Frisée Plant Information: Tips For Growing Frisée Lettuce
If you’re looking to liven up your salad garden, try a new green. Growing frisée lettuce is easy enough and it will add frilly texture to both your beds and your salad bowl. Frisée plant uses are typically culinary, but you can also grow these pretty lettuce heads for decoration in beds.
What are Frisée Greens?
Frisée is often referred to as a lettuce, but it is not really lettuce. It is more closely related to chicory and endive, but it can be used like lettuce or any other salad green. Also called curly endive, frisée grows in a head like other greens. The leaves are green on the outside and paler and more yellow on the inside. The leaves resemble ferns, with a lot of forking, giving it a frizzy or curly appearance.
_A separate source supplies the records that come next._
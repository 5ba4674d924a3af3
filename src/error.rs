//! Errors raised while turning zone file tokens into records

use thiserror::Error;

/// Failure while loading a zone into a [`RecordCollection`](crate::collection::RecordCollection)
///
/// Every variant aborts the whole load; no partial collection is returned.
#[derive(Error, Debug, Clone, PartialEq, Eq)]
pub enum ZoneError {
    /// The tokenizer reported a syntax error for an entry
    #[error("Zone parse error: {0}")]
    TokenParse(String),

    /// A record type outside A, AAAA, CNAME, MX, TXT, NS and SOA
    #[error("Record type {0} is not supported")]
    UnsupportedRecordType(String),

    /// The token stream ended without an SOA record
    #[error("Zone name not found (no SOA record)")]
    MissingOrigin,
}
//! zonesync - reconcile a BIND zone file with Cloudflare DNS

use std::fs::File;
use std::io;
use std::path::PathBuf;
use std::sync::Arc;

use anyhow::{Context as _, Result};
use clap::{Parser, Subcommand};
use tracing::info;
use tracing_subscriber::EnvFilter;

use zonesync::cloudflare::CloudflareClient;
use zonesync::config::Config;
use zonesync::dns_provider::DnsProvider;
use zonesync::reconcile::Reconciler;
use zonesync::token::ZoneTokens;
use zonesync::validation::validate_zone_name;
use zonesync::{load_zone, RecordCollection};

/// Application version
const VERSION: &str = "1.0.0";

//==============================================================================
// Main
//==============================================================================

#[derive(Debug, Parser)]
#[command(name = "zonesync")]
#[command(version = VERSION)]
struct Args {
    #[arg(short, long)]
    config: Option<PathBuf>,
    /// Origin for relative names appearing before any $ORIGIN directive
    #[arg(long)]
    origin: Option<String>,
    #[arg(short, long)]
    verbose: bool,
    /// BIND style zone file
    zonefile: PathBuf,
    #[command(subcommand)]
    command: Command,
}

#[derive(Debug, Subcommand)]
enum Command {
    /// Print the records parsed from the zone file
    Show,
    /// Print the records currently held by Cloudflare
    Remote,
    /// Print the records that would be created and deleted
    Diff,
    /// Create and delete records until Cloudflare matches the zone file
    Sync {
        #[arg(long)]
        dry_run: bool,
    },
}

#[tokio::main]
async fn main() -> Result<()> {
    let args = Args::parse();
    let config = Config::load(args.config.clone()).context("Config load failed")?;

    let verbose = args.verbose || config.verbose;
    let filter = EnvFilter::try_from_default_env()
        .unwrap_or_else(|_| EnvFilter::new(if verbose { "debug" } else { "info" }));
    tracing_subscriber::fmt()
        .with_env_filter(filter)
        .with_writer(io::stderr)
        .init();

    let (origin, local) = read_zone(&args).context("Zone load failed")?;
    info!("Loaded {} records for zone {}", local.len(), origin);

    let mut out = io::stdout().lock();

    match args.command {
        Command::Show => local.fprint(&mut out)?,
        Command::Remote => {
            let (client, zone_id) = connect(&config, &origin).await?;
            let remote = client.list_records(&zone_id).await?;
            remote.fprint(&mut out)?;
        }
        Command::Diff => {
            let (client, zone_id) = connect(&config, &origin).await?;
            let (create, delete) = Reconciler::new(client, zone_id).plan(&local).await?;
            print_section(&mut out, "Only in zone file (create)", &create)?;
            print_section(&mut out, "Only at Cloudflare (delete)", &delete)?;
        }
        Command::Sync { dry_run } => {
            let (client, zone_id) = connect(&config, &origin).await?;
            let report = Reconciler::new(client, zone_id)
                .reconcile(&local, dry_run)
                .await?;
            info!(
                "{} {} records, {} {} records",
                if dry_run { "Would create" } else { "Created" },
                report.created.len(),
                if dry_run { "would delete" } else { "deleted" },
                report.deleted.len()
            );
        }
    }

    Ok(())
}

/// Builds the Cloudflare client and resolves the zone ID, looking it up by
/// the zone's origin when the config does not name one
async fn connect(config: &Config, origin: &str) -> Result<(Arc<CloudflareClient>, String)> {
    let api_token = config.require_api_token()?;
    let client = Arc::new(
        CloudflareClient::new(api_token, config.timeout).context("Cloudflare client failed")?,
    );
    let zone_id = match config.zone_id() {
        Some(id) => id.to_string(),
        None => {
            validate_zone_name(origin)?;
            client
                .zone_id_by_name(origin)
                .await
                .context("Zone lookup failed")?
        }
    };
    Ok((client, zone_id))
}

/// Reads and loads the zone file named on the command line
fn read_zone(args: &Args) -> Result<(String, RecordCollection)> {
    let mut file = File::open(&args.zonefile)
        .with_context(|| format!("Failed to open {}", args.zonefile.display()))?;
    let mut tokens = ZoneTokens::load(&mut file)?;
    if let Some(origin) = args.origin.as_deref() {
        validate_zone_name(origin)?;
        tokens = tokens.with_origin(origin)?;
    }

    Ok(load_zone(tokens)?)
}

fn print_section(out: &mut impl io::Write, title: &str, records: &RecordCollection) -> Result<()> {
    writeln!(out, "; {} ({})", title, records.len())?;
    records.fprint(out)?;
    writeln!(out)?;
    Ok(())
}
The leaves of frisée can be cooked, but they are more often used raw in salads. The tender inner leaves are best suited to eating fresh, while the other leaves can become tough. Cooking these outer leaves can soften the texture and flavor, but they can quickly be overcooked. Frisée tastes slightly bitter and peppery. Many people use it sparingly in salads rather than as the main ingredient.
How to Grow Frisée
You don’t need a lot of frisée plant information to start growing this green if you are experienced with growing lettuces and other greens. Like other greens, frisée is a cold weather vegetable, so plant it with your lettuces. Just a little bit of compost in the soil will help frisée grow well, and it can be seeded directly into the garden or started indoors. As with lettuce, you can use succession planting to get more continuous production. Provide your frisée plants with continuous water, without overwatering them. Be sure to protect them from the sun as well. Too much sun will cause the outer leaves to toughen. In fact, the traditional way to grow frisée is to blanch it. This involves covering the plants to keep them out of the sun when they are about three-quarters of the way to maturity. This keeps the leaves pale and particularly tender. Try growing frisée with peppers, broccoli, eggplants, and other taller plants to provide shade. Frisée will be ready to harvest about eight weeks from transplanting seedlings to the garden. Harvest as you would lettuce, using a knife to cut the plant at the base. Use the greens quickly, as they won’t last longer than a few days in the refrigerator.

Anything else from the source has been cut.